# [REQUIRED WORK]
Return verbatim all lines from the first one in the records to the line with "VALUES ($1, $2, $3, $4)", both ends kept.

----

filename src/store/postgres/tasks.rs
use sqlx::PgPool;
use uuid::Uuid;

use crate::models::task::{NewTask, Task};
use crate::store::{StoreFuture, TaskStore};

#[derive(Clone)]
pub struct PgTaskStore {
    pool: PgPool,
}

impl PgTaskStore {
    pub fn new(pool: PgPool) -> Self {
        Self { pool }
    }
}

impl TaskStore for PgTaskStore {
    fn insert(&self, task: NewTask) -> StoreFuture<Task> {
        let pool = self.pool.clone();
        Box::pin(async move {
            let created = sqlx::query_as::<_, Task>(
                r#"
                INSERT INTO tasks (owner_id, title, due_date, priority)
                VALUES ($1, $2, $3, $4)
                RETURNING *
                "#,
            )
            .bind(task.owner_id)
            .bind(&task.title)
            .bind(task.due_date)
            .bind(task.priority.as_str())
            .fetch_one(&pool)
            .await?;
            Ok(created)
        })
    }

    fn list(&self, owner_id: Uuid, pending_only: bool) -> StoreFuture<Vec<Task>> {
        let pool = self.pool.clone();
        Box::pin(async move {
            let tasks = sqlx::query_as::<_, Task>(
                r#"
                SELECT * FROM tasks
                WHERE owner_id = $1 AND (NOT $2 OR NOT completed)
                ORDER BY completed ASC, due_date ASC NULLS LAST, created_at DESC
                "#,
            )
            .bind(owner_id)
            .bind(pending_only)
            .fetch_all(&pool)
            .await?;
            Ok(tasks)
        })
    }

    fn toggle(&self, owner_id: Uuid, id: Uuid) -> StoreFuture<Option<Task>> {
        let pool = self.pool.clone();
        Box::pin(async move {
            let task = sqlx::query_as::<_, Task>(
                r#"
                UPDATE tasks SET completed = NOT completed
                WHERE id = $1 AND owner_id = $2
                RETURNING *
                "#,
            )
            .bind(id)
            .bind(owner_id)
            .fetch_optional(&pool)
            .await?;
            Ok(task)
        })
    }

    fn delete(&self, owner_id: Uuid, id: Uuid) -> StoreFuture<bool> {
        let pool = self.pool.clone();
        Box::pin(async move {
            let result = sqlx::query("DELETE FROM tasks WHERE id = $1 AND owner_id = $2")
                .bind(id)
                .bind(owner_id)
                .execute(&pool)
                .await?;
            Ok(result.rows_affected() > 0)
        })
    }
}
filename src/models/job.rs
use chrono::{DateTime, NaiveDate, Utc};
use serde::{Deserialize, Serialize};
use sqlx::FromRow;
use uuid::Uuid;

text_enum!(JobType {
    FullTime => "full_time",
    PartTime => "part_time",
    Contract => "contract",
    Internship => "internship",
    Casual => "casual",
});

text_enum!(JobStatus {
    Active => "active",
    Closed => "closed",
    Draft => "draft",
});

#[derive(Debug, Clone, Serialize, Deserialize, FromRow)]
pub struct Job {
    pub id: Uuid,
    pub employer_id: Uuid,
    pub title: String,
    pub company: String,
    pub location: String,
    #[sqlx(try_from = "String")]
    pub job_type: JobType,
    pub category: String,
    pub salary_min: Option<i64>,
    pub salary_max: Option<i64>,
    pub skills: Vec<String>,
    pub description: String,
    pub requirements: Option<String>,
    pub deadline: Option<NaiveDate>,
    #[sqlx(try_from = "String")]
    pub status: JobStatus,
    pub is_urgent: bool,
    pub created_at: DateTime<Utc>,
    pub updated_at: DateTime<Utc>,
}

/// An employer's own listing together with how many people applied.
#[derive(Debug, Clone, Serialize, Deserialize, FromRow)]
pub struct EmployerJob {
    #[sqlx(flatten)]
    #[serde(flatten)]
    pub job: Job,
    pub application_count: i64,
}

#[derive(Debug, Clone, PartialEq)]
pub struct NewJob {
    pub employer_id: Uuid,
    pub title: String,
    pub company: String,
    pub location: String,
    pub job_type: JobType,
    pub category: String,
    pub salary_min: Option<i64>,
    pub salary_max: Option<i64>,
    pub skills: Vec<String>,
    pub description: String,
    pub requirements: Option<String>,
    pub deadline: Option<NaiveDate>,
    pub status: JobStatus,
    pub is_urgent: bool,
}

#[derive(Debug, Clone, Default, PartialEq)]
pub struct JobUpdate {
    pub title: Option<String>,
    pub company: Option<String>,
    pub location: Option<String>,
    pub job_type: Option<JobType>,
    pub category: Option<String>,
    pub salary_min: Option<i64>,
    pub salary_max: Option<i64>,
    pub skills: Option<Vec<String>>,
    pub description: Option<String>,
    pub requirements: Option<String>,
    pub deadline: Option<NaiveDate>,
    pub is_urgent: Option<bool>,
}

#[cfg(test)]
pub(crate) fn sample_job(title: &str, company: &str, location: &str, skills: &[&str]) -> Job {
    Job {
        id: Uuid::new_v4(),
        employer_id: Uuid::new_v4(),
        title: title.to_string(),
        company: company.to_string(),
        location: location.to_string(),
        job_type: JobType::FullTime,
        category: "Technology".to_string(),
        salary_min: None,
        salary_max: None,
        skills: skills.iter().map(|s| s.to_string()).collect(),
        description: format!("{} at {}", title, company),
        requirements: None,
        deadline: None,
        status: JobStatus::Active,
        is_urgent: false,
        created_at: Utc::now(),
        updated_at: Utc::now(),
    }
}
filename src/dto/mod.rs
pub mod application_dto;
pub mod calendar_dto;
pub mod chatbot_dto;
pub mod job_dto;
pub mod message_dto;
pub mod payment_dto;
pub mod profile_dto;
pub mod task_dto;
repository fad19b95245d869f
pub mod time;
pub mod token;
pub mod validation;
use std::sync::Arc;

use uuid::Uuid;

use crate::error::Result;
use crate::models::job::Job;
use crate::models::saved_job::SaveState;
use crate::store::SavedJobStore;

#[derive(Clone)]
pub struct SavedJobService {
    store: Arc<dyn SavedJobStore>,
}

impl SavedJobService {
    pub fn new(store: Arc<dyn SavedJobStore>) -> Self {
        Self { store }
    }

    pub async fn toggle(&self, user_id: Uuid, job_id: Uuid) -> Result<SaveState> {
        let state = if self.store.is_saved(user_id, job_id).await? {
            self.store.unsave(user_id, job_id).await?;
            SaveState::Unsaved
        } else {
            self.store.save(user_id, job_id).await?;
            SaveState::Saved
        };
        tracing::debug!(%user_id, %job_id, saved = state.is_saved(), "saved job toggled");
        Ok(state)
    }

    pub async fn is_saved(&self, user_id: Uuid, job_id: Uuid) -> Result<bool> {
        self.store.is_saved(user_id, job_id).await
    }

    pub async fn list(&self, user_id: Uuid) -> Result<Vec<Job>> {
        self.store.list(user_id).await
    }

    pub async fn count(&self, user_id: Uuid) -> Result<i64> {
        self.store.count(user_id).await
    }
}

#[cfg(test)]
mod tests {
    use super::*;
    use crate::store::{ready, MockSavedJobStore};
    use std::collections::HashSet;
    use std::sync::Mutex;

    /// Store mock backed by a shared set so toggles observe each other.
    fn set_backed_store(rows: Arc<Mutex<HashSet<(Uuid, Uuid)>>>) -> MockSavedJobStore {
        let mut store = MockSavedJobStore::new();
        let seen = rows.clone();
        store.expect_is_saved().returning(move |u, j| {
            let present = seen.lock().unwrap().contains(&(u, j));
            ready(Ok(present))
        });
        let added = rows.clone();
        store.expect_save().returning(move |u, j| {
            added.lock().unwrap().insert((u, j));
            ready(Ok(()))
        });
        let removed = rows;
        store.expect_unsave().returning(move |u, j| {
            removed.lock().unwrap().remove(&(u, j));
            ready(Ok(()))
        });
        store
    }

    #[tokio::test]
    async fn two_toggles_return_to_original_state() {
        let rows = Arc::new(Mutex::new(HashSet::new()));
        let service = SavedJobService::new(Arc::new(set_backed_store(rows.clone())));
        let (user, job) = (Uuid::new_v4(), Uuid::new_v4());

        assert_eq!(service.toggle(user, job).await.unwrap(), SaveState::Saved);
        assert!(rows.lock().unwrap().contains(&(user, job)));
        assert_eq!(service.toggle(user, job).await.unwrap(), SaveState::Unsaved);
        assert!(rows.lock().unwrap().is_empty());
    }

    #[tokio::test]
    async fn toggle_starts_from_stored_state() {
        let (user, job) = (Uuid::new_v4(), Uuid::new_v4());
        let rows = Arc::new(Mutex::new(HashSet::from([(user, job)])));
        let service = SavedJobService::new(Arc::new(set_backed_store(rows)));
        assert_eq!(service.toggle(user, job).await.unwrap(), SaveState::Unsaved);
        assert!(!service.is_saved(user, job).await.unwrap());
    }
}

----

# [OUTPUT OF THE EXERCISE]
filename src/store/postgres/tasks.rs
use sqlx::PgPool;
use uuid::Uuid;

use crate::models::task::{NewTask, Task};
use crate::store::{StoreFuture, TaskStore};

#[derive(Clone)]
pub struct PgTaskStore {
    pool: PgPool,
}

impl PgTaskStore {
    pub fn new(pool: PgPool) -> Self {
        Self { pool }
    }
}

impl TaskStore for PgTaskStore {
    fn insert(&self, task: NewTask) -> StoreFuture<Task> {
        let pool = self.pool.clone();
        Box::pin(async move {
            let created = sqlx::query_as::<_, Task>(
                r#"
                INSERT INTO tasks (owner_id, title, due_date, priority)
                VALUES ($1, $2, $3, $4)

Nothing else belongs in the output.